- Prompt
Identify all lines in the data containing the string "close". Copy them out.

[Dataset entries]
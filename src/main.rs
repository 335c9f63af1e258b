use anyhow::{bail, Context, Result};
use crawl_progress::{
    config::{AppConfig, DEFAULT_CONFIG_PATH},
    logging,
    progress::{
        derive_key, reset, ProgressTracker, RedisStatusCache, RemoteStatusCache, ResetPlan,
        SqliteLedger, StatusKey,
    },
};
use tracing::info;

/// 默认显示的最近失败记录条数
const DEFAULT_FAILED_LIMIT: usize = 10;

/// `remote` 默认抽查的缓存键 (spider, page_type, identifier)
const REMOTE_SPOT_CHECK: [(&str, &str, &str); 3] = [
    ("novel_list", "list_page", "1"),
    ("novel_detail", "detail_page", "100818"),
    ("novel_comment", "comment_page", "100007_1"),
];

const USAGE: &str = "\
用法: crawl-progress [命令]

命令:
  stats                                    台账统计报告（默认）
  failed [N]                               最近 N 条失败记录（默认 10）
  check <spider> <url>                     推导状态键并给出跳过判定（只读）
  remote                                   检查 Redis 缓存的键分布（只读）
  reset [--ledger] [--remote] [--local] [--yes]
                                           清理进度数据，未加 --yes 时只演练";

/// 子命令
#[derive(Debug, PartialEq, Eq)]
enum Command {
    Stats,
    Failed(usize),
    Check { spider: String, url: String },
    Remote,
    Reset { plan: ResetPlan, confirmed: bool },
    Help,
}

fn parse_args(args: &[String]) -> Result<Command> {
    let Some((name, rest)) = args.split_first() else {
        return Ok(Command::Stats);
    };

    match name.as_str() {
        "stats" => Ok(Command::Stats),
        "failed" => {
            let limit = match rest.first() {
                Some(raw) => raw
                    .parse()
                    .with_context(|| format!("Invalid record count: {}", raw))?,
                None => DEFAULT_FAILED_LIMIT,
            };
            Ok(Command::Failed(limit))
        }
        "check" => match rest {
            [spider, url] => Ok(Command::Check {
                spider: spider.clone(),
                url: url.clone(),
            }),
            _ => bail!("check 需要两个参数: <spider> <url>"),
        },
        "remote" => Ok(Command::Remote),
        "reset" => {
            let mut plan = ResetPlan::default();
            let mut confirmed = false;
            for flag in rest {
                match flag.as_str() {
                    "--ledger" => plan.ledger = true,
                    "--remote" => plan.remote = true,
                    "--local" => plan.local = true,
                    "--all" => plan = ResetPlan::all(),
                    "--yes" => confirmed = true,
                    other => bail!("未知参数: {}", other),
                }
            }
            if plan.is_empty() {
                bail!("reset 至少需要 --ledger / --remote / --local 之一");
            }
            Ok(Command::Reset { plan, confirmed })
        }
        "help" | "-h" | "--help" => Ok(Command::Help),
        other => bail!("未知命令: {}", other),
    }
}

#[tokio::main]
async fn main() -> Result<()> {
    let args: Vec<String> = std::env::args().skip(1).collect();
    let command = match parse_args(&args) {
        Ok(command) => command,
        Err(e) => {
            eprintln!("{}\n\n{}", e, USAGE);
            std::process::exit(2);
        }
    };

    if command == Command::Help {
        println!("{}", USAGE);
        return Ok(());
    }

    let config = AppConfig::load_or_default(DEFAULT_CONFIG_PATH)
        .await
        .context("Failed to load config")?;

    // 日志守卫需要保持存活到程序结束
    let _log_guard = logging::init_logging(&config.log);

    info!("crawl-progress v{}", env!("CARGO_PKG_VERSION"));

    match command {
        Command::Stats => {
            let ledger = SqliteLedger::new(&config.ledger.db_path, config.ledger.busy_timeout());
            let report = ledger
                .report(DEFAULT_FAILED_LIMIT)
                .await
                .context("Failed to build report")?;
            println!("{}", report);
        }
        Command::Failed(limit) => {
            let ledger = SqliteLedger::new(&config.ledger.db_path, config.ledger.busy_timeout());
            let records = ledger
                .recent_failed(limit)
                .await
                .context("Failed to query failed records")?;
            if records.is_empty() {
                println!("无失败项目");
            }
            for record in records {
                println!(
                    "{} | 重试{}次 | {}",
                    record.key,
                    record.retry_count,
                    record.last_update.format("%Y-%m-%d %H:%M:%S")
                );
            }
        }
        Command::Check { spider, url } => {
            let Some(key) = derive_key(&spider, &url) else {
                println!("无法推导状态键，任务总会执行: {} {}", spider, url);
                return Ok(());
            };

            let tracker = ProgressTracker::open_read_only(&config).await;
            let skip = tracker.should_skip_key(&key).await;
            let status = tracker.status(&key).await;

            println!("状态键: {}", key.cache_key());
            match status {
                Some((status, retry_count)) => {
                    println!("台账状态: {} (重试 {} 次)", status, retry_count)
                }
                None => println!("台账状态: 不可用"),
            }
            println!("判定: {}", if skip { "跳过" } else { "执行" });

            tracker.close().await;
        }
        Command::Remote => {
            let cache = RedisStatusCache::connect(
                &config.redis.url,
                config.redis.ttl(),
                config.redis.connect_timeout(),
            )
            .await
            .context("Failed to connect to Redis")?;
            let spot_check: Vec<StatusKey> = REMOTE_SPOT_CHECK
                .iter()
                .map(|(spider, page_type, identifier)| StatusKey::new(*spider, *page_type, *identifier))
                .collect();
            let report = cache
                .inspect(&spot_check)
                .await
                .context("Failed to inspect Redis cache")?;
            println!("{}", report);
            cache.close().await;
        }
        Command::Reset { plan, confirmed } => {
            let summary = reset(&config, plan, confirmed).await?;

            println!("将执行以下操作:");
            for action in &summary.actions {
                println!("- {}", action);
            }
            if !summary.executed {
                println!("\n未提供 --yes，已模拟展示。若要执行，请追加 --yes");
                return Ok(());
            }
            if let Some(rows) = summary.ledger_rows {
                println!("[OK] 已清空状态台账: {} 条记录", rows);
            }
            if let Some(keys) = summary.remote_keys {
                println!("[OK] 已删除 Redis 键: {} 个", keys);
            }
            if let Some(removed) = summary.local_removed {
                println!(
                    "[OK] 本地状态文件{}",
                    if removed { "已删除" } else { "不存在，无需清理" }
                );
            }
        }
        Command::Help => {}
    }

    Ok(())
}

- Expected output
            tracker.close().await;
            cache.close().await;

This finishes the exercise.